§ **DIRECTIONS**
Could you show all lines in the entries below that contain the string "args"?

§ **DATASET ENTRIES**
╭──
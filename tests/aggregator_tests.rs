use agent_discovery::{
    error::{DiscoveryError, Result},
    provider::{
        RegistryProvider,
        local::{LocalRegistry, LocalResource},
    },
    registry::{ErrorMode, ResourceAggregator},
    types::ResourceId,
    utils::time::current_timestamp,
};
use serde_json::{Value, json};
use std::{
    collections::HashSet,
    sync::{
        Arc,
        atomic::{AtomicBool, Ordering},
    },
    thread,
    time::Duration,
};

fn id(name: &str) -> ResourceId {
    ResourceId::new(name).unwrap()
}

fn owned_by(owner: &str) -> LocalResource {
    LocalResource::new().with_attribute("Owner", json!(owner))
}

fn owner_of(aggregator: &ResourceAggregator, name: &ResourceId) -> Result<Value> {
    aggregator.execute(name, |conn, id, _| conn.get_attribute(id, "Owner"), &[])
}

fn permutations(items: &[&'static str]) -> Vec<Vec<&'static str>> {
    if items.len() <= 1 {
        return vec![items.to_vec()];
    }
    let mut all = Vec::new();
    for (i, first) in items.iter().enumerate() {
        let mut rest = items.to_vec();
        rest.remove(i);
        for mut tail in permutations(&rest) {
            tail.insert(0, *first);
            all.push(tail);
        }
    }
    all
}

#[test_log::test]
fn test_first_provider_wins_in_every_order() -> Result<()> {
    let shared = id("test:type=shared");

    for order in permutations(&["a", "b", "c"]) {
        let registries: Vec<LocalRegistry> = order
            .iter()
            .map(|name| -> Result<LocalRegistry> {
                let registry = LocalRegistry::new(*name);
                registry.register(shared.clone(), owned_by(name))?;
                registry.register(id(&format!("test:type=own,name={name}")), owned_by(name))?;
                Ok(registry)
            })
            .collect::<Result<_>>()?;

        let aggregator = ResourceAggregator::new(
            Arc::new(registries[0].clone()),
            registries[1..]
                .iter()
                .map(|r| Arc::new(r.clone()) as Arc<dyn RegistryProvider>),
        )?;

        assert_eq!(aggregator.resolve(&shared)?.name(), order[0], "order {order:?}");
        assert_eq!(owner_of(&aggregator, &shared)?, json!(order[0]));

        // Unique names stay reachable no matter the priority
        for name in &order {
            let own = id(&format!("test:type=own,name={name}"));
            assert_eq!(owner_of(&aggregator, &own)?, json!(name));
        }

        let summary = aggregator.for_each(None, |conn, id| {
            let owner = conn.get_attribute(id, "Owner")?;
            if id == &shared {
                assert_eq!(owner, json!(order[0]));
            }
            Ok(())
        })?;
        assert_eq!(summary.visited, 4);
        assert_eq!(summary.hidden, 2);
        assert_eq!(aggregator.query_identifiers(None).len(), 4);
    }
    Ok(())
}

#[test_log::test]
fn test_overlapping_identifier_resolves_to_primary() -> Result<()> {
    let one = id("test:type=one");
    let p1 = LocalRegistry::new("p1");
    let p2 = LocalRegistry::new("p2");
    p1.register(one.clone(), owned_by("p1"))?;

    let aggregator = ResourceAggregator::with_primary(Arc::new(p1))?;
    p2.register(one.clone(), owned_by("p2").with_attribute("Extra", json!(true)))?;
    aggregator.register_provider(Arc::new(p2))?;

    let names = aggregator.query_identifiers(None);
    assert_eq!(names.into_iter().collect::<Vec<_>>(), vec![one.clone()]);
    assert_eq!(owner_of(&aggregator, &one)?, json!("p1"));

    let err = aggregator
        .execute(&one, |conn, id, _| conn.get_attribute(id, "Extra"), &[])
        .unwrap_err();
    assert!(matches!(err, DiscoveryError::AttributeNotFound { .. }));
    Ok(())
}

#[test_log::test]
fn test_unregister_during_enumeration() -> Result<()> {
    let primary = LocalRegistry::new("primary");
    let stable = LocalRegistry::new("stable");
    let volatile = LocalRegistry::new("volatile");
    for n in 0..20 {
        primary.register(id(&format!("primary:n={n}")), owned_by("primary"))?;
        stable.register(id(&format!("stable:n={n}")), owned_by("stable"))?;
        volatile.register(id(&format!("volatile:n={n}")), owned_by("volatile"))?;
    }

    let aggregator = ResourceAggregator::new(
        Arc::new(primary),
        [
            Arc::new(stable) as Arc<dyn RegistryProvider>,
            Arc::new(volatile.clone()),
        ],
    )?;
    let done = AtomicBool::new(false);

    thread::scope(|scope| {
        scope.spawn(|| {
            while !done.load(Ordering::Acquire) {
                if aggregator.unregister_provider("volatile").is_ok() {
                    thread::yield_now();
                    let _ = aggregator.register_provider(Arc::new(volatile.clone()));
                }
            }
        });

        for _ in 0..200 {
            let mut seen = Vec::new();
            let summary = aggregator
                .for_each(None, |_, id| {
                    seen.push(id.clone());
                    Ok(())
                })
                .unwrap();
            assert!(summary.is_complete());

            let unique: HashSet<_> = seen.iter().cloned().collect();
            assert_eq!(unique.len(), seen.len(), "duplicate resource visited");

            let count = |domain: &str| seen.iter().filter(|id| id.domain() == domain).count();
            assert_eq!(count("primary"), 20);
            assert_eq!(count("stable"), 20);
            assert!(matches!(count("volatile"), 0 | 20), "partial provider observed");
        }
        done.store(true, Ordering::Release);
    });

    assert_eq!(aggregator.provider_names()[..2], ["primary", "stable"]);
    Ok(())
}

#[test_log::test]
fn test_change_detection_is_monotonic() -> Result<()> {
    let primary = LocalRegistry::new("primary");
    let aggregator = ResourceAggregator::with_primary(Arc::new(primary.clone()))?;

    assert!(aggregator.has_changed_since(0));
    let future = current_timestamp() + 1;
    assert!(!aggregator.has_changed_since(future));

    let before = current_timestamp();
    primary.register(id("test:type=late"), LocalResource::new())?;
    let observed = aggregator.last_changed();
    assert!(observed >= before);
    assert!(aggregator.has_changed_since(before));

    // A provider change is structural too
    let registered_at = current_timestamp();
    aggregator.register_provider(Arc::new(LocalRegistry::new("secondary")))?;
    assert!(aggregator.has_changed_since(registered_at));
    aggregator.unregister_provider("secondary")?;

    assert!(aggregator.last_changed() >= observed);
    assert!(aggregator.has_changed_since(0));
    Ok(())
}

#[test_log::test]
fn test_change_visible_after_second_boundary() -> Result<()> {
    let primary = LocalRegistry::new("primary");
    let aggregator = ResourceAggregator::with_primary(Arc::new(primary.clone()))?;

    thread::sleep(Duration::from_millis(1100));
    let after_setup = current_timestamp();
    assert!(!aggregator.has_changed_since(after_setup + 1));

    primary.register(id("test:type=tick"), LocalResource::new())?;
    assert!(aggregator.has_changed_since(after_setup));
    Ok(())
}

#[test_log::test]
fn test_destroy_is_idempotent() -> Result<()> {
    let primary = LocalRegistry::new("primary");
    let secondary = LocalRegistry::new("secondary");
    let aggregator = ResourceAggregator::new(
        Arc::new(primary.clone()),
        [Arc::new(secondary.clone()) as Arc<dyn RegistryProvider>],
    )?;

    aggregator.destroy();
    aggregator.destroy();
    assert_eq!(primary.listener_count(), 0);
    assert_eq!(secondary.listener_count(), 0);

    // Still usable for lookups
    primary.register(id("test:type=one"), owned_by("primary"))?;
    assert_eq!(owner_of(&aggregator, &id("test:type=one"))?, json!("primary"));
    Ok(())
}

#[test_log::test]
fn test_dropping_aggregator_removes_listeners() -> Result<()> {
    let primary = LocalRegistry::new("primary");
    {
        let _aggregator = ResourceAggregator::with_primary(Arc::new(primary.clone()))?;
        assert_eq!(primary.listener_count(), 1);
    }
    assert_eq!(primary.listener_count(), 0);
    Ok(())
}

#[test_log::test]
fn test_independent_aggregators() -> Result<()> {
    let shared = LocalRegistry::new("shared");
    let first = ResourceAggregator::with_primary(Arc::new(shared.clone()))?;
    let second = ResourceAggregator::with_primary(Arc::new(shared.clone()))?;
    assert_eq!(shared.listener_count(), 2);

    first.destroy();
    assert_eq!(shared.listener_count(), 1);
    drop(second);
    assert_eq!(shared.listener_count(), 0);
    Ok(())
}

#[test_log::test]
fn test_execute_passes_arguments_and_errors() -> Result<()> {
    let primary = LocalRegistry::new("primary");
    let calc = id("calc:type=adder");
    primary.register(
        calc.clone(),
        LocalResource::new().with_operation("add", |args| {
            Ok(json!(args.iter().filter_map(Value::as_i64).sum::<i64>()))
        }),
    )?;
    let aggregator = ResourceAggregator::with_primary(Arc::new(primary))?;

    let sum = aggregator.execute(
        &calc,
        |conn, id, args| conn.invoke(id, "add", args),
        &[json!(1), json!(2), json!(3)],
    )?;
    assert_eq!(sum, json!(6));

    let err = aggregator
        .execute(&calc, |conn, id, args| conn.invoke(id, "subtract", args), &[])
        .unwrap_err();
    assert!(matches!(err, DiscoveryError::Invocation(_)));

    let err = aggregator
        .execute(&id("calc:type=missing"), |_, _, _| Ok(()), &[])
        .unwrap_err();
    assert!(err.to_string().contains("calc:type=missing"));
    Ok(())
}

#[test_log::test]
fn test_fail_fast_stops_at_unavailable_provider() -> Result<()> {
    let primary = LocalRegistry::new("primary");
    let remote = LocalRegistry::new("remote");
    primary.register(id("test:type=one"), owned_by("primary"))?;
    remote.register(id("test:type=two"), owned_by("remote"))?;

    let aggregator = ResourceAggregator::new(
        Arc::new(primary),
        [Arc::new(remote.clone()) as Arc<dyn RegistryProvider>],
    )?;
    remote.set_available(false);

    let mut calls = 0;
    let err = aggregator
        .for_each_with(None, ErrorMode::FailFast, |_, _| {
            calls += 1;
            Ok(())
        })
        .unwrap_err();
    assert_eq!(calls, 1);
    assert!(err.is_retryable());

    let summary = aggregator.for_each(None, |_, _| Ok(()))?;
    assert_eq!(summary.visited, 1);
    assert_eq!(summary.failures[0].provider, "remote");
    Ok(())
}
╰──
§ **ANSWER BELOW**
        LocalResource::new().with_operation("add", |args| {
            Ok(json!(args.iter().filter_map(Value::as_i64).sum::<i64>()))
        |conn, id, args| conn.invoke(id, "add", args),
        .execute(&calc, |conn, id, args| conn.invoke(id, "subtract", args), &[])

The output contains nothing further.